Aver perso 3-0 contro una Serbia a tratti irresistibile contro di noi ha pesato tantissimo nel nostro cammino, ma, se analizziamo il cammino a freddo, è giusto renderci conto del fatto che siamo da quinto posto mondiale, non di più. Quando abbiamo affrontato alcune delle altre sei grandi nazionali del volley mondiale abbiamo perso contro la Russia, la Serbia e la Polonia ci ha facilmente distrutto nel primo set di questa partita, lasciando il resto alle riserve.

Il futuro non è buio, ma neanche così brillante come potrebbe essere un quinto posto raggiunto da una squadra molto giovane. L’asse Giannelli-Zaytsev è di alto livello e da lì dobbiamo ripartire. Quello che ci è mancato tanto in questo torneo sono due grandissimi schiacciatori-ricevitori, che sappiano dare sicurezza in difesa e aggiustare palle che il palleggiatore non può sempre servire alla perfezione, dopo che i ricettori hanno difeso sulle bordate in battuta altrui. Blengini ha tanto da fare prima di Tokyo, un po’ di giovani ci sono, devono giocare molto in un campionato di assoluto prestigio, ora che anche il miglior giocatore al mondo, Leon, giocherà da noi a Perugia, e sperare che siano il futuro del volley internazionale.

Il sogno delle semifinali ai Mondiali si infrange subito contro una grande Polonia

La partita è semplice da descrivere. Nel primo set dovevamo fare una partita senza prendere aria, dovevamo assaltare la Polonia perché per passare si doveva vincere 3-0, con 15 punti di differenza totali. La partita aggressiva che dovevamo fare noi l’ha fatta la Polonia e il sogno è finito in fretta. Parte bene Juantorena con due pipe, poi Kurek, formidabile martello passato anche per la Lube, mette due ace e siamo già alla canna del gas.

Quando su una battuta di Drzyzga, difendiamo a stento e Zaytsev mette fuori un bagher semplicissimo, iniziamo ad issare la bandiera bianca della disfatta. Mazzone non c’è e Blengini mette dentro Candellaro, ma può poco. Si arriva molto velocemente al 17-9 dopo un muro su Lanza e un attacco debole di Zaytsev. Per chiudere il set alla Polonia basta affidarsi a Szalpuk. L’ultimo punto del 25-14 è un muro su Anzani. I polacchi festeggiano il passaggio alle semifinali e Heynenmette dentro tutte le riserve.

Nel secondo set siamo bravi a non crollare emotivamente. Giochiamo davvero per la maglia e per il pubblico di Torino, che continua a sostenere la squadra. Un buon Juantorena tra punti e muri ci porta sul 10-6. I centrali iniziano a mettere qualche punto e ci sono segnali di risveglio anche da Zaytsev.

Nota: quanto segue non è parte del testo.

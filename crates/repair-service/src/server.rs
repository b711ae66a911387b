//! HTTP server for the racket repair API.
//!
//! Every route lives under `/api` and delegates to the handlers in
//! [`crate::apis`].

use crate::apis::{order, party};
use axum::{
	extract::DefaultBodyLimit,
	response::Json,
	routing::{get, post},
	Router,
};
use repair_config::ApiConfig;
use repair_core::RepairEngine;
use serde_json::{json, Value};
use std::sync::Arc;
use tokio::net::TcpListener;
use tower::ServiceBuilder;
use tower_http::{cors::CorsLayer, trace::TraceLayer};

/// Shared application state for the API server.
#[derive(Clone)]
pub struct AppState {
	/// Engine running every workflow operation.
	pub engine: Arc<RepairEngine>,
}

/// Builds the API router with its middleware.
pub fn router(engine: Arc<RepairEngine>, max_request_size: usize) -> Router {
	let api = Router::new()
		.route("/orders", post(order::submit_order).get(order::list_orders))
		.route("/orders/{id}", get(order::get_order))
		.route("/orders/{id}/summary", get(order::get_summary))
		.route("/orders/{id}/pickup", post(order::confirm_pickup))
		.route("/orders/{id}/deliver-to-vendor", post(order::deliver_to_vendor))
		.route("/orders/{id}/service-complete", post(order::complete_service))
		.route(
			"/orders/{id}/vendor-handover-to-rider",
			post(order::handover_to_rider),
		)
		.route("/orders/{id}/return-to-court", post(order::return_to_customer))
		.route("/orders/{id}/pay", post(order::pay))
		.route("/orders/{id}/quote", post(order::propose_quote))
		.route("/orders/{id}/vendor-accept", post(order::accept_quote))
		.route("/orders/{id}/vendor-reject", post(order::reject_quote))
		.route("/orders/{id}/evidence/{kind}", post(order::attach_evidence))
		.route("/riders", post(party::register_rider).get(party::list_riders))
		.route("/riders/{id}", get(party::get_rider))
		.route("/vendors", post(party::register_vendor).get(party::list_vendors))
		.route("/vendors/{id}", get(party::get_vendor))
		.route("/vendors/{id}/earnings", get(party::vendor_earnings))
		.route("/health", get(health));

	Router::new()
		.nest("/api", api)
		.layer(
			ServiceBuilder::new()
				.layer(TraceLayer::new_for_http())
				.layer(CorsLayer::permissive())
				.layer(DefaultBodyLimit::max(max_request_size)),
		)
		.with_state(AppState { engine })
}

/// Starts the HTTP server and serves until the listener fails.
pub async fn start_server(
	api_config: ApiConfig,
	engine: Arc<RepairEngine>,
) -> Result<(), Box<dyn std::error::Error>> {
	let app = router(engine, api_config.max_request_size);

	let bind_address = format!("{}:{}", api_config.host, api_config.port);
	let listener = TcpListener::bind(&bind_address).await?;

	tracing::info!("Racket repair API server starting on {}", bind_address);

	axum::serve(listener, app).await?;

	Ok(())
}

/// Handles GET /api/health.
async fn health() -> Json<Value> {
	Json(json!({ "status": "ok" }))
}

#[cfg(test)]
mod tests {
	use super::*;
	use axum::{
		body::Body,
		http::{Request, StatusCode},
	};
	use repair_config::Config;
	use repair_core::{RepairBuilder, RepairFactories};
	use tower::ServiceExt;

	fn app() -> Router {
		let config: Config = r#"
[service]
id = "api-test"

[storage]
primary = "memory"
[storage.implementations.memory]
"#
		.parse()
		.unwrap();

		let factories = RepairFactories {
			storage_factories: repair_storage::get_all_implementations()
				.into_iter()
				.map(|(name, factory)| (name.to_string(), factory))
				.collect(),
			notification_factories: repair_notify::get_all_implementations()
				.into_iter()
				.map(|(name, factory)| (name.to_string(), factory))
				.collect(),
		};
		let engine = RepairBuilder::new(config).build(factories).unwrap();
		router(Arc::new(engine), 1024 * 1024)
	}

	async fn call(app: &Router, method: &str, uri: &str, body: Option<Value>) -> (StatusCode, Value) {
		let mut builder = Request::builder().method(method).uri(uri);
		if body.is_some() {
			builder = builder.header("content-type", "application/json");
		}
		let body = match body {
			Some(v) => Body::from(serde_json::to_string(&v).unwrap()),
			None => Body::empty(),
		};
		let response = app.clone().oneshot(builder.body(body).unwrap()).await.unwrap();
		let status = response.status();
		let bytes = axum::body::to_bytes(response.into_body(), 1024 * 1024)
			.await
			.unwrap();
		let json = if bytes.is_empty() {
			Value::Null
		} else {
			serde_json::from_slice(&bytes).unwrap_or(Value::Null)
		};
		(status, json)
	}

	/// Registers a vendor and a rider and submits one order for them.
	async fn submitted_order(app: &Router) -> (Value, String) {
		let (status, vendor) = call(
			app,
			"POST",
			"/api/vendors",
			Some(json!({ "name": "Strings & Co", "shopName": "Strings & Co" })),
		)
		.await;
		assert_eq!(status, StatusCode::CREATED);
		let vendor_id = vendor["id"].as_str().unwrap().to_string();

		let (status, _) = call(app, "POST", "/api/riders", Some(json!({ "name": "Asha" }))).await;
		assert_eq!(status, StatusCode::CREATED);

		let (status, order) = call(
			app,
			"POST",
			"/api/orders",
			Some(json!({
				"customerId": "customer-1",
				"vendorId": vendor_id,
				"pickupAddress": "Court 3, Riverside Club",
				"racketDetails": "Snapped main string",
				"price": 500
			})),
		)
		.await;
		assert_eq!(status, StatusCode::CREATED);
		(order, vendor_id)
	}

	fn otp(order: &Value, field: &str) -> String {
		order[field].as_str().unwrap().to_string()
	}

	#[tokio::test]
	async fn test_health() {
		let (status, body) = call(&app(), "GET", "/api/health", None).await;
		assert_eq!(status, StatusCode::OK);
		assert_eq!(body, json!({ "status": "ok" }));
	}

	#[tokio::test]
	async fn test_full_repair_flow() {
		let app = app();
		let (order, vendor_id) = submitted_order(&app).await;
		let id = order["id"].as_str().unwrap().to_string();
		assert_eq!(order["status"], "pending");

		let (status, body) = call(
			&app,
			"POST",
			&format!("/api/orders/{}/pickup", id),
			Some(json!({ "otp": "000000" })),
		)
		.await;
		assert_eq!(status, StatusCode::BAD_REQUEST);
		assert_eq!(body["error"], "INVALID_OTP");

		let (status, picked) = call(
			&app,
			"POST",
			&format!("/api/orders/{}/pickup", id),
			Some(json!({ "otp": otp(&order, "riderPickupOtp") })),
		)
		.await;
		assert_eq!(status, StatusCode::OK);
		assert_eq!(picked["status"], "picked");
		assert!(picked["riderPickupOtp"].is_null());

		let (status, delivered) = call(
			&app,
			"POST",
			&format!("/api/orders/{}/deliver-to-vendor", id),
			Some(json!({ "otp": otp(&picked, "riderDeliveryToVendorOtp") })),
		)
		.await;
		assert_eq!(status, StatusCode::OK);
		assert_eq!(delivered["status"], "in-progress");

		let (status, serviced) = call(
			&app,
			"POST",
			&format!("/api/orders/{}/service-complete", id),
			None,
		)
		.await;
		assert_eq!(status, StatusCode::OK);
		assert_eq!(serviced["status"], "vendor-completed-service-awaiting-rider-pickup");

		let (status, handed) = call(
			&app,
			"POST",
			&format!("/api/orders/{}/vendor-handover-to-rider", id),
			Some(json!({ "otp": otp(&serviced, "vendorHandoverToRiderOtp") })),
		)
		.await;
		assert_eq!(status, StatusCode::OK);
		assert_eq!(handed["status"], "out-for-delivery");

		let (status, completed) = call(
			&app,
			"POST",
			&format!("/api/orders/{}/return-to-court", id),
			Some(json!({ "otp": otp(&serviced, "customerReturnOtp") })),
		)
		.await;
		assert_eq!(status, StatusCode::OK);
		assert_eq!(completed["status"], "completed");
		assert!(completed["totalServiceTime"].is_number());

		let (status, summary) =
			call(&app, "GET", &format!("/api/orders/{}/summary", id), None).await;
		assert_eq!(status, StatusCode::OK);
		assert_eq!(summary["status"], "completed");

		let (status, paid) =
			call(&app, "POST", &format!("/api/orders/{}/pay", id), Some(json!({}))).await;
		assert_eq!(status, StatusCode::OK);
		assert_eq!(paid["paymentStatus"], "paid");
		assert!(paid["paymentReference"].as_str().unwrap().starts_with("STUB-"));

		let (status, earnings) = call(
			&app,
			"GET",
			&format!("/api/vendors/{}/earnings", vendor_id),
			None,
		)
		.await;
		assert_eq!(status, StatusCode::OK);
		assert_eq!(earnings["completedOrders"], 1);
		assert_eq!(earnings["paidOrders"], 1);
		assert_eq!(earnings["totalRevenue"].as_f64(), Some(500.0));
	}

	#[tokio::test]
	async fn test_out_of_order_step_conflicts() {
		let app = app();
		let (order, _) = submitted_order(&app).await;
		let id = order["id"].as_str().unwrap();

		let (status, body) = call(
			&app,
			"POST",
			&format!("/api/orders/{}/service-complete", id),
			None,
		)
		.await;
		assert_eq!(status, StatusCode::CONFLICT);
		assert_eq!(body["error"], "INVALID_TRANSITION");
	}

	#[tokio::test]
	async fn test_request_validation() {
		let app = app();
		let (order, _) = submitted_order(&app).await;
		let id = order["id"].as_str().unwrap();

		// Missing pickup address
		let (status, body) = call(
			&app,
			"POST",
			"/api/orders",
			Some(json!({ "customerId": "c1", "vendorId": "v1" })),
		)
		.await;
		assert_eq!(status, StatusCode::BAD_REQUEST);
		assert_eq!(body["error"], "VALIDATION_ERROR");

		// OTP of the wrong length never reaches the state machine
		let (status, body) = call(
			&app,
			"POST",
			&format!("/api/orders/{}/pickup", id),
			Some(json!({ "otp": "12" })),
		)
		.await;
		assert_eq!(status, StatusCode::BAD_REQUEST);
		assert_eq!(body["error"], "VALIDATION_ERROR");

		let (status, body) = call(
			&app,
			"POST",
			&format!("/api/orders/{}/evidence/selfie", id),
			Some(json!({ "path": "/uploads/a.jpg" })),
		)
		.await;
		assert_eq!(status, StatusCode::BAD_REQUEST);
		assert_eq!(body["error"], "VALIDATION_ERROR");

		let (status, body) = call(
			&app,
			"POST",
			&format!("/api/orders/{}/quote", id),
			Some(json!({ "notes": "restring" })),
		)
		.await;
		assert_eq!(status, StatusCode::BAD_REQUEST);
		assert_eq!(body["error"], "VALIDATION_ERROR");
	}

	#[tokio::test]
	async fn test_unknown_records_are_not_found() {
		let app = app();

		let (status, body) = call(&app, "GET", "/api/orders/missing", None).await;
		assert_eq!(status, StatusCode::NOT_FOUND);
		assert_eq!(body["error"], "ORDER_NOT_FOUND");

		let (status, body) = call(&app, "GET", "/api/riders/missing", None).await;
		assert_eq!(status, StatusCode::NOT_FOUND);
		assert_eq!(body["error"], "RIDER_NOT_FOUND");

		let (status, body) = call(&app, "GET", "/api/vendors/missing/earnings", None).await;
		assert_eq!(status, StatusCode::NOT_FOUND);
		assert_eq!(body["error"], "VENDOR_NOT_FOUND");

		let (status, body) = call(
			&app,
			"POST",
			"/api/orders",
			Some(json!({
				"customerId": "c1",
				"vendorId": "missing",
				"pickupAddress": "Court 1"
			})),
		)
		.await;
		assert_eq!(status, StatusCode::NOT_FOUND);
		assert_eq!(body["error"], "VENDOR_NOT_FOUND");
	}

	#[tokio::test]
	async fn test_quote_and_evidence() {
		let app = app();
		let (order, _) = submitted_order(&app).await;
		let id = order["id"].as_str().unwrap();

		let (status, quoted) = call(
			&app,
			"POST",
			&format!("/api/orders/{}/quote", id),
			Some(json!({ "amount": 650, "notes": "Frame crack" })),
		)
		.await;
		assert_eq!(status, StatusCode::OK);
		assert_eq!(quoted["quoteStatus"], "proposed");
		assert_eq!(quoted["vendorNotes"], "Frame crack");

		let (status, accepted) = call(
			&app,
			"POST",
			&format!("/api/orders/{}/vendor-accept", id),
			None,
		)
		.await;
		assert_eq!(status, StatusCode::OK);
		assert_eq!(accepted["quoteStatus"], "accepted");

		let (status, body) = call(
			&app,
			"POST",
			&format!("/api/orders/{}/vendor-reject", id),
			None,
		)
		.await;
		assert_eq!(status, StatusCode::CONFLICT);
		assert_eq!(body["error"], "INVALID_TRANSITION");

		let (status, with_photo) = call(
			&app,
			"POST",
			&format!("/api/orders/{}/evidence/pickup", id),
			Some(json!({ "path": "/uploads/pickup.jpg" })),
		)
		.await;
		assert_eq!(status, StatusCode::OK);
		assert_eq!(with_photo["pickupEvidenceImage"], "/uploads/pickup.jpg");
	}

	#[tokio::test]
	async fn test_list_orders_by_status() {
		let app = app();
		let (order, vendor_id) = submitted_order(&app).await;

		let (status, orders) = call(&app, "GET", "/api/orders?status=pending", None).await;
		assert_eq!(status, StatusCode::OK);
		assert_eq!(orders.as_array().unwrap().len(), 1);
		assert_eq!(orders[0]["id"], order["id"]);

		let (_, orders) = call(
			&app,
			"GET",
			&format!("/api/orders?vendorId={}&status=completed", vendor_id),
			None,
		)
		.await;
		assert!(orders.as_array().unwrap().is_empty());

		let (status, body) = call(&app, "GET", "/api/orders?status=lost", None).await;
		assert_eq!(status, StatusCode::BAD_REQUEST);
		assert_eq!(body["error"], "VALIDATION_ERROR");
	}
}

Chiudiamo in velocità 25-21.

Nel terzo set andiamo subito in vantaggio per 4-1 ma la Polonia recupera grazie ad un’ottima prestazione di Bleniek. Un muro su Lanza, calato alla distanza in questi Mondiali, e una palla sparata fuori da Zaytsev fanno avvantaggiare i polacchi. Basta tenere caldi i centrali e la Polonia vince il set 25-18.

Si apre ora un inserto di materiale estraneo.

//! Order endpoints: submission, the OTP-gated handoffs, quoting, payment,
//! evidence photos and summaries.

use super::{reject, ValidatedJson};
use crate::server::AppState;
use axum::{
	extract::{rejection::QueryRejection, Path, Query, State},
	http::StatusCode,
	Json,
};
use repair_types::{
	ApiError, EvidenceKind, EvidenceRequest, NewOrderRequest, Order, OrderFilter, OrderSummary,
	OtpRequest, PaymentRequest, QuoteRequest,
};

/// Handles POST /api/orders.
pub async fn submit_order(
	State(state): State<AppState>,
	ValidatedJson(request): ValidatedJson<NewOrderRequest>,
) -> Result<(StatusCode, Json<Order>), ApiError> {
	let order = state.engine.orders().submit(request).await.map_err(reject)?;
	Ok((StatusCode::CREATED, Json(order)))
}

/// Handles GET /api/orders, filtered by the query string.
pub async fn list_orders(
	State(state): State<AppState>,
	query: Result<Query<OrderFilter>, QueryRejection>,
) -> Result<Json<Vec<Order>>, ApiError> {
	let Query(filter) = query.map_err(|e| ApiError::validation(e.body_text()))?;
	let orders = state.engine.orders().list(&filter).await.map_err(reject)?;
	Ok(Json(orders))
}

pub async fn get_order(
	State(state): State<AppState>,
	Path(id): Path<String>,
) -> Result<Json<Order>, ApiError> {
	state.engine.orders().get(&id).await.map(Json).map_err(reject)
}

pub async fn get_summary(
	State(state): State<AppState>,
	Path(id): Path<String>,
) -> Result<Json<OrderSummary>, ApiError> {
	state.engine.orders().summary(&id).await.map(Json).map_err(reject)
}

/// Handles POST /api/orders/{id}/pickup.
pub async fn confirm_pickup(
	State(state): State<AppState>,
	Path(id): Path<String>,
	ValidatedJson(request): ValidatedJson<OtpRequest>,
) -> Result<Json<Order>, ApiError> {
	state
		.engine
		.orders()
		.confirm_pickup(&id, &request.otp)
		.await
		.map(Json)
		.map_err(reject)
}

/// Handles POST /api/orders/{id}/deliver-to-vendor.
pub async fn deliver_to_vendor(
	State(state): State<AppState>,
	Path(id): Path<String>,
	ValidatedJson(request): ValidatedJson<OtpRequest>,
) -> Result<Json<Order>, ApiError> {
	state
		.engine
		.orders()
		.deliver_to_vendor(&id, &request.otp)
		.await
		.map(Json)
		.map_err(reject)
}

/// Handles POST /api/orders/{id}/service-complete. No OTP: the vendor
/// already holds the racket.
pub async fn complete_service(
	State(state): State<AppState>,
	Path(id): Path<String>,
) -> Result<Json<Order>, ApiError> {
	state
		.engine
		.orders()
		.complete_service(&id)
		.await
		.map(Json)
		.map_err(reject)
}

/// Handles POST /api/orders/{id}/vendor-handover-to-rider.
pub async fn handover_to_rider(
	State(state): State<AppState>,
	Path(id): Path<String>,
	ValidatedJson(request): ValidatedJson<OtpRequest>,
) -> Result<Json<Order>, ApiError> {
	state
		.engine
		.orders()
		.handover_to_rider(&id, &request.otp)
		.await
		.map(Json)
		.map_err(reject)
}

/// Handles POST /api/orders/{id}/return-to-court.
pub async fn return_to_customer(
	State(state): State<AppState>,
	Path(id): Path<String>,
	ValidatedJson(request): ValidatedJson<OtpRequest>,
) -> Result<Json<Order>, ApiError> {
	state
		.engine
		.orders()
		.return_to_customer(&id, &request.otp)
		.await
		.map(Json)
		.map_err(reject)
}

pub async fn pay(
	State(state): State<AppState>,
	Path(id): Path<String>,
	ValidatedJson(request): ValidatedJson<PaymentRequest>,
) -> Result<Json<Order>, ApiError> {
	state
		.engine
		.payments()
		.pay(&id, request)
		.await
		.map(Json)
		.map_err(reject)
}

pub async fn propose_quote(
	State(state): State<AppState>,
	Path(id): Path<String>,
	ValidatedJson(request): ValidatedJson<QuoteRequest>,
) -> Result<Json<Order>, ApiError> {
	state
		.engine
		.quotes()
		.propose(&id, request)
		.await
		.map(Json)
		.map_err(reject)
}

pub async fn accept_quote(
	State(state): State<AppState>,
	Path(id): Path<String>,
) -> Result<Json<Order>, ApiError> {
	state.engine.quotes().accept(&id).await.map(Json).map_err(reject)
}

pub async fn reject_quote(
	State(state): State<AppState>,
	Path(id): Path<String>,
) -> Result<Json<Order>, ApiError> {
	state.engine.quotes().reject(&id).await.map(Json).map_err(reject)
}

/// Handles POST /api/orders/{id}/evidence/{kind}.
pub async fn attach_evidence(
	State(state): State<AppState>,
	Path((id, kind)): Path<(String, String)>,
	ValidatedJson(request): ValidatedJson<EvidenceRequest>,
) -> Result<Json<Order>, ApiError> {
	let kind: EvidenceKind = kind.parse().map_err(ApiError::validation)?;
	state
		.engine
		.evidence()
		.attach(&id, kind, request.path)
		.await
		.map(Json)
		.map_err(reject)
}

Nel quarto set l’Italia inizia a giocare senza pensare all’eliminazione, con una leggerezza che magari poteva fare bene anche prima. Entra Randazzo e inizia a mettere giù molti palloni, loro sbagliano in continuazione in battuta e siamo avanti nettamente. Entra anche Maruotti per Juantorena e i due nuovi entrati ci danno il set 25-17. L’ultimo punto è un ace di Zaytsev che infiamma il Palasport Olimpico di Torino. Resta negli occhi e nelle orecchie il tifo di Torino e di tutti gli italiani che hanno seguito questa squadra con grande passione. Nel tie-break si arriva all’8-8. Anzani risolve un po’ di momenti intricati sottorete, Zaytsev torna a giocare ad alti livelli e vinciamo la partita, chiudendo 15-11, con un primo tempo di Candellaro.

Brutto dirlo, ma alle semifinali dei Mondiali, che si giocheranno domani, ci saranno le squadre migliori del lotto, e noi è giusto non farne parte. Serbia, Brasile, Polonia e USA hanno molto più di noi che dobbiamo mettere tasselli importanti su un impianto comunque molto buono. C’è tanto da fare, ma il volley italiano con il campionato incredibile che si ritrova, può solo crescere.